Segment Start: EXTRACTED INFORMATION

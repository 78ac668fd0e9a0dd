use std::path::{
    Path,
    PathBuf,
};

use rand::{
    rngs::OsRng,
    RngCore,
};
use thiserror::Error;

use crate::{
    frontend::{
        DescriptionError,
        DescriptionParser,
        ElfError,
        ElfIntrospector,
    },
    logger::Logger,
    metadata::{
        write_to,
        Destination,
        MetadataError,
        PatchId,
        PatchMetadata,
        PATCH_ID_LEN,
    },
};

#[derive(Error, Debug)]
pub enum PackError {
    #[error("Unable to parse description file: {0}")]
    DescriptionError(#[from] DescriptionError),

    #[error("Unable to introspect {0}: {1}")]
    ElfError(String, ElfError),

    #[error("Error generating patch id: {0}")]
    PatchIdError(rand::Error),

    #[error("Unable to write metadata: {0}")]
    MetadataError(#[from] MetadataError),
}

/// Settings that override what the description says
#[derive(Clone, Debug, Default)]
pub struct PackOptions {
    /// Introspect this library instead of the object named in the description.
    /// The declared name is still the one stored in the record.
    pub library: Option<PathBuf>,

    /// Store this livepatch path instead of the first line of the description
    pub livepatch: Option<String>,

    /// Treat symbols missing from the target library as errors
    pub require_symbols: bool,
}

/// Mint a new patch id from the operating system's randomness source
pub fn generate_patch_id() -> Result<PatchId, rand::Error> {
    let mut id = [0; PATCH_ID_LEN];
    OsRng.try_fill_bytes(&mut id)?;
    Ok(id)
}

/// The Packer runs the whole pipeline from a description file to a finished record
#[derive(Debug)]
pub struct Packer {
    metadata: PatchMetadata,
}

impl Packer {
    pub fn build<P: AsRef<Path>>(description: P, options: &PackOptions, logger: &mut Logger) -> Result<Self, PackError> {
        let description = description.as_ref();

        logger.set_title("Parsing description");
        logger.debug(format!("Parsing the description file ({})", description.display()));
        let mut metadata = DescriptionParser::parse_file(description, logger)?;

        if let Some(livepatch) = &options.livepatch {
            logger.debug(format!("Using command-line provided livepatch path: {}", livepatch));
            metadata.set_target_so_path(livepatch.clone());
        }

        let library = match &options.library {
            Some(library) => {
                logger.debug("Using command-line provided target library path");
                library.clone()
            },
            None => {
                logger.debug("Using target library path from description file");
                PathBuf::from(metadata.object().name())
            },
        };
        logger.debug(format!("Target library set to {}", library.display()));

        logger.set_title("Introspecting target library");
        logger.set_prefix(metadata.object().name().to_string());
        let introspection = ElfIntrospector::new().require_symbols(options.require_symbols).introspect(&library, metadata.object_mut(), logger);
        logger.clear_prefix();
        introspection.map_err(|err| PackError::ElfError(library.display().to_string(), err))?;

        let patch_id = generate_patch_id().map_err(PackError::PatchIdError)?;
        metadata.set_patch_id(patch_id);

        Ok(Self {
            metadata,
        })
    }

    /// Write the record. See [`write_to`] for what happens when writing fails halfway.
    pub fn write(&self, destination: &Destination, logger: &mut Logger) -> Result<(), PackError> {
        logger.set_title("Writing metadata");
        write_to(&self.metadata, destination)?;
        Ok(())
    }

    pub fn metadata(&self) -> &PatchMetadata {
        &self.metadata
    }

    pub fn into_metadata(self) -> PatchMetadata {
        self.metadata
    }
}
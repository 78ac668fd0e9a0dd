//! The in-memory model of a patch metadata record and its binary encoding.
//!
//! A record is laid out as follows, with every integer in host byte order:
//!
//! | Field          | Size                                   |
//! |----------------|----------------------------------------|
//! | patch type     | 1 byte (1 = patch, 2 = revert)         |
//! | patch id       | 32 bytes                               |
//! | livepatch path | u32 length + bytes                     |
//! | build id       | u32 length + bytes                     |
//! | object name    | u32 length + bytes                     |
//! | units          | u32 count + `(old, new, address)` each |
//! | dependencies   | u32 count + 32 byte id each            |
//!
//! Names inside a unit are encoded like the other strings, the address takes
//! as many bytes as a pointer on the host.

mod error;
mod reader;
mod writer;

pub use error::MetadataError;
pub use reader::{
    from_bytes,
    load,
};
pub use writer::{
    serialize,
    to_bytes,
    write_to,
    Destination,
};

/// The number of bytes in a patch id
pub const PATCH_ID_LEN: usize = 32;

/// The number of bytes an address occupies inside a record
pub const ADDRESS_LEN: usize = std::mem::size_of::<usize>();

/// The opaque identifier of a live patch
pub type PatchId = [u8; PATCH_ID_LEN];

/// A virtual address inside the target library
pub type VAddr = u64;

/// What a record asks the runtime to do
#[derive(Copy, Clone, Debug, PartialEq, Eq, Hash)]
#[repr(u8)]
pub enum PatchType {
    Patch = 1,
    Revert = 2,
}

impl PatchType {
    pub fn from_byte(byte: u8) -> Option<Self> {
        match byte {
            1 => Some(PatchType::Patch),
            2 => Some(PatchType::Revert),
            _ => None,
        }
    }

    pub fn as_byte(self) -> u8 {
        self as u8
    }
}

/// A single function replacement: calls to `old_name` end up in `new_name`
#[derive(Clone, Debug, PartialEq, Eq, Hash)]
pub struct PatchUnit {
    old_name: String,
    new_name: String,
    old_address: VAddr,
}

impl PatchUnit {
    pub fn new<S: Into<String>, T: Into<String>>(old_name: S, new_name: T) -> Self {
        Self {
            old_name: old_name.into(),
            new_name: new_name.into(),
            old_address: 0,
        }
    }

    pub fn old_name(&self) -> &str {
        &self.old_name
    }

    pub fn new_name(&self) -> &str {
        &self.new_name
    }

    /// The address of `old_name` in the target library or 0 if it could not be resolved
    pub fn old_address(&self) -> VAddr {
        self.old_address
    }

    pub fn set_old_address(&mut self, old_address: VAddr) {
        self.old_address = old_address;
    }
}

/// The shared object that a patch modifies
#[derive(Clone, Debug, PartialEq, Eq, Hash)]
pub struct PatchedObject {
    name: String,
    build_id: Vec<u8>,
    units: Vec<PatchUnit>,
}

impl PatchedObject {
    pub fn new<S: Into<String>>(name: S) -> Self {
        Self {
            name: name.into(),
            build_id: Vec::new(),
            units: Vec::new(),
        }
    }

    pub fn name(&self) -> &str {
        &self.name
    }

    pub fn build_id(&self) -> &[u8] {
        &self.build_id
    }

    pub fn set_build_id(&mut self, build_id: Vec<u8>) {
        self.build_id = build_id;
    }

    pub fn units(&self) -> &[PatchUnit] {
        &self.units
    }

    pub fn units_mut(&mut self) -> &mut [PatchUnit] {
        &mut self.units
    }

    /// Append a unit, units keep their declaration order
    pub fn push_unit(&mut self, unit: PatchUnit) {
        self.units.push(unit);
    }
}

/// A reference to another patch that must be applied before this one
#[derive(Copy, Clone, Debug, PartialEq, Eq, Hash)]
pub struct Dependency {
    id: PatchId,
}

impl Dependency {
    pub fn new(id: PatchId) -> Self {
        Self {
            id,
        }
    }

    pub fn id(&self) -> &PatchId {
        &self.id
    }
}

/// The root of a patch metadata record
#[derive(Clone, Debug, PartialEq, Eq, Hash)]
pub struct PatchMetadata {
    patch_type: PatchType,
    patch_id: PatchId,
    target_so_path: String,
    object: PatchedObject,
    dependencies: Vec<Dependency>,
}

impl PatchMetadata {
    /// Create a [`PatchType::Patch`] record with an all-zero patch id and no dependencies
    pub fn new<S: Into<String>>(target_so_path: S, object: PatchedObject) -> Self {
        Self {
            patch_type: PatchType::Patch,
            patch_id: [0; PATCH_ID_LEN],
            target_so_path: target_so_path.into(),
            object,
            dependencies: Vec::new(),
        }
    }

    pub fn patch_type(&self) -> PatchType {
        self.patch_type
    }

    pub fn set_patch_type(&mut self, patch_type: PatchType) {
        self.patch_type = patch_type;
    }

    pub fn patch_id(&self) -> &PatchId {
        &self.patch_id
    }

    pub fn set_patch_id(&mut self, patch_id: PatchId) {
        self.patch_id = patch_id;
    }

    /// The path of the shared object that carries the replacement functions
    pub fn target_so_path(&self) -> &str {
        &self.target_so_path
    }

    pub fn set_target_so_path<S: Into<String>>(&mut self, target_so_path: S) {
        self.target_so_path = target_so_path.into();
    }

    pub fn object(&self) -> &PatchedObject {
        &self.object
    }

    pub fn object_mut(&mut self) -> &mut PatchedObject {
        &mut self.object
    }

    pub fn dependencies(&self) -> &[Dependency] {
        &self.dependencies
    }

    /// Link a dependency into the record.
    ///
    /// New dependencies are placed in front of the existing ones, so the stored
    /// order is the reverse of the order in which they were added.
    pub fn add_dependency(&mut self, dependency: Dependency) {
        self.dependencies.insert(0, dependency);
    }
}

Segment End: EXTRACTED INFORMATION

WORK TASK> The job here is to find each line above with the word "count" and copy it.

SOLUTION TO THE PROBLEM>
//! | units          | u32 count + `(old, new, address)` each |
//! | dependencies   | u32 count + 32 byte id each            |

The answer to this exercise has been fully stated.